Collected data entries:
* * *
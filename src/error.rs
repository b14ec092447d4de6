//! Tipos de erro do cliente WaveSpeed.
//!
//! Define [`Error`] com uma variante para cada ponto de falha do cliente e
//! [`ErrorKind`], a classificação estruturada usada pelas camadas de
//! retentativa. A classificação é produzida no ponto onde a falha acontece,
//! então os predicados de retry casam sobre dados e não sobre texto.

use std::path::PathBuf;
use std::time::Duration;

use thiserror::Error;

/// Alias de conveniência para `std::result::Result<T, Error>`.
pub type Result<T> = std::result::Result<T, Error>;

/// Erros que podem ocorrer ao interagir com a plataforma WaveSpeed.
#[derive(Debug, Error)]
pub enum Error {
    /// Nenhuma chave de API foi configurada. Levantado antes de qualquer I/O.
    #[error("API key is required. Set WAVESPEED_API_KEY or pass it to the client.")]
    MissingApiKey,

    /// Configuração inválida (URL base, construção do cliente HTTP, etc.).
    #[error("config error: {0}")]
    Config(String),

    /// Argumentos inválidos, rejeitados antes de qualquer chamada de rede.
    #[error("invalid input: {0}")]
    InvalidInput(String),

    /// Falha de transporte numa única chamada HTTP (DNS, conexão recusada, reset).
    #[error("connection error: {0}")]
    Connection(String),

    /// O prazo de uma única chamada HTTP expirou.
    #[error("request timed out after {0:?}")]
    RequestTimeout(Duration),

    /// A camada de retentativa de conexão esgotou todas as tentativas.
    #[error("connection failed after {attempts} attempts: {last}")]
    ConnectionExhausted { attempts: u32, last: Box<Error> },

    /// O servidor respondeu com um status HTTP fora da faixa 2xx.
    #[error("HTTP {status}: {body}")]
    Http { status: u16, body: String },

    /// A submissão assíncrona não devolveu o identificador da predição.
    #[error("missing request id in response")]
    MissingRequestId,

    /// A predição remota terminou com status `failed`.
    #[error("prediction failed (task_id: {id}): {message}")]
    PredictionFailed { id: String, message: String },

    /// O laço de espera excedeu o tempo total configurado.
    #[error("prediction timed out after {seconds} seconds")]
    WaitTimeout { seconds: f64 },

    /// O arquivo local a ser enviado não existe.
    #[error("file not found: {}", .0.display())]
    FileNotFound(PathBuf),

    /// O upload foi aceito pelo HTTP mas o envelope reportou falha.
    #[error("upload failed: {0}")]
    UploadFailed(String),

    /// O upload foi bem-sucedido mas a resposta não trouxe `download_url`.
    #[error("no download_url in response")]
    MissingDownloadUrl,

    /// A resposta não tem o formato esperado.
    #[error("unexpected response: {0}")]
    UnexpectedResponse(String),

    #[error("JSON error: {0}")]
    Json(#[from] serde_json::Error),

    #[error("IO error: {0}")]
    Io(#[from] std::io::Error),

    #[error("TOML parse error: {0}")]
    Toml(#[from] toml::de::Error),
}

/// Classificação de alto nível de um erro para decisões de retentativa.
#[derive(Debug, Clone, Copy, PartialEq, Eq)]
pub enum ErrorKind {
    /// Configuração ausente ou inválida. Nunca retentado.
    Config,
    /// Falha de rede (DNS, conexão, reset) ou retentativas de conexão esgotadas.
    Connection,
    /// Prazo de uma chamada ou do laço de espera expirado.
    Timeout,
    /// Resposta HTTP com o status dado.
    HttpStatus(u16),
    /// A predição remota falhou.
    RemoteFailure,
    /// Qualquer outro erro (tipicamente não retentado).
    Other,
}

impl Error {
    /// Returns the structured classification of this error.
    pub fn kind(&self) -> ErrorKind {
        match self {
            Error::MissingApiKey | Error::Config(_) => ErrorKind::Config,
            Error::Connection(_) | Error::ConnectionExhausted { .. } => ErrorKind::Connection,
            Error::RequestTimeout(_) | Error::WaitTimeout { .. } => ErrorKind::Timeout,
            Error::Http { status, .. } => ErrorKind::HttpStatus(*status),
            Error::PredictionFailed { .. } => ErrorKind::RemoteFailure,
            _ => ErrorKind::Other,
        }
    }

    /// Whether this is a transient transport-level failure: a connection
    /// problem, a timeout, HTTP 429 or HTTP 5xx.
    pub fn is_transient(&self) -> bool {
        match self.kind() {
            ErrorKind::Connection | ErrorKind::Timeout => true,
            ErrorKind::HttpStatus(status) => status == 429 || status >= 500,
            _ => false,
        }
    }

    /// Whether a whole submit-and-wait task that ended with this error may be
    /// started over.
    ///
    /// Remote job failures only carry the service's message text, so those are
    /// matched against it.
    pub fn is_retryable(&self) -> bool {
        match self {
            Error::PredictionFailed { message, .. } => remote_message_is_retryable(message),
            other => other.is_transient(),
        }
    }
}

fn remote_message_is_retryable(message: &str) -> bool {
    let lower = message.to_lowercase();
    ["timeout", "timed out", "connection", "http 5", "http 429", "rate limit"]
        .iter()
        .any(|pattern| lower.contains(pattern))
}

#[cfg(test)]
mod tests {
    use super::*;

    #[test]
    fn prediction_failed_display_names_id_and_message() {
        let err = Error::PredictionFailed {
            id: "abc123".into(),
            message: "out of memory".into(),
        };
        assert_eq!(
            err.to_string(),
            "prediction failed (task_id: abc123): out of memory"
        );
    }

    #[test]
    fn connection_exhausted_display() {
        let err = Error::ConnectionExhausted {
            attempts: 4,
            last: Box::new(Error::Connection("connection refused".into())),
        };
        assert_eq!(
            err.to_string(),
            "connection failed after 4 attempts: connection error: connection refused"
        );
    }

    #[test]
    fn wait_timeout_display() {
        let err = Error::WaitTimeout { seconds: 0.1 };
        assert_eq!(err.to_string(), "prediction timed out after 0.1 seconds");
    }

    #[test]
    fn kinds_are_assigned_at_the_failure_point() {
        assert_eq!(Error::MissingApiKey.kind(), ErrorKind::Config);
        assert_eq!(Error::Connection("x".into()).kind(), ErrorKind::Connection);
        assert_eq!(
            Error::RequestTimeout(Duration::from_secs(1)).kind(),
            ErrorKind::Timeout
        );
        assert_eq!(
            Error::Http {
                status: 502,
                body: String::new()
            }
            .kind(),
            ErrorKind::HttpStatus(502)
        );
        assert_eq!(Error::MissingRequestId.kind(), ErrorKind::Other);
    }

    #[test]
    fn transient_errors() {
        assert!(Error::Connection("reset".into()).is_transient());
        assert!(Error::WaitTimeout { seconds: 1.0 }.is_transient());
        assert!(
            Error::Http {
                status: 429,
                body: String::new()
            }
            .is_transient()
        );
        assert!(
            Error::Http {
                status: 503,
                body: String::new()
            }
            .is_transient()
        );
        assert!(
            !Error::Http {
                status: 404,
                body: String::new()
            }
            .is_transient()
        );
        assert!(!Error::MissingApiKey.is_transient());
    }

    #[test]
    fn remote_failure_retryable_only_on_matching_message() {
        let retryable = Error::PredictionFailed {
            id: "x".into(),
            message: "Upstream connection reset".into(),
        };
        assert!(retryable.is_retryable());

        let gpu_timeout = Error::PredictionFailed {
            id: "x".into(),
            message: "Worker Timeout".into(),
        };
        assert!(gpu_timeout.is_retryable());

        let bad_prompt = Error::PredictionFailed {
            id: "x".into(),
            message: "prompt rejected by safety filter".into(),
        };
        assert!(!bad_prompt.is_retryable());
    }

    #[test]
    fn error_is_send_sync() {
        fn assert_send_sync<T: Send + Sync>() {}
        assert_send_sync::<Error>();
    }
}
* * *
EXERCISE DIRECTIONS: Write out each line above with the word "into".

RESPONSE TO THIS EXERCISE:
            id: "abc123".into(),
            message: "out of memory".into(),
            last: Box::new(Error::Connection("connection refused".into())),
        assert_eq!(Error::Connection("x".into()).kind(), ErrorKind::Connection);
        assert!(Error::Connection("reset".into()).is_transient());
            id: "x".into(),
            message: "Upstream connection reset".into(),
            id: "x".into(),
            message: "Worker Timeout".into(),
            id: "x".into(),
            message: "prompt rejected by safety filter".into(),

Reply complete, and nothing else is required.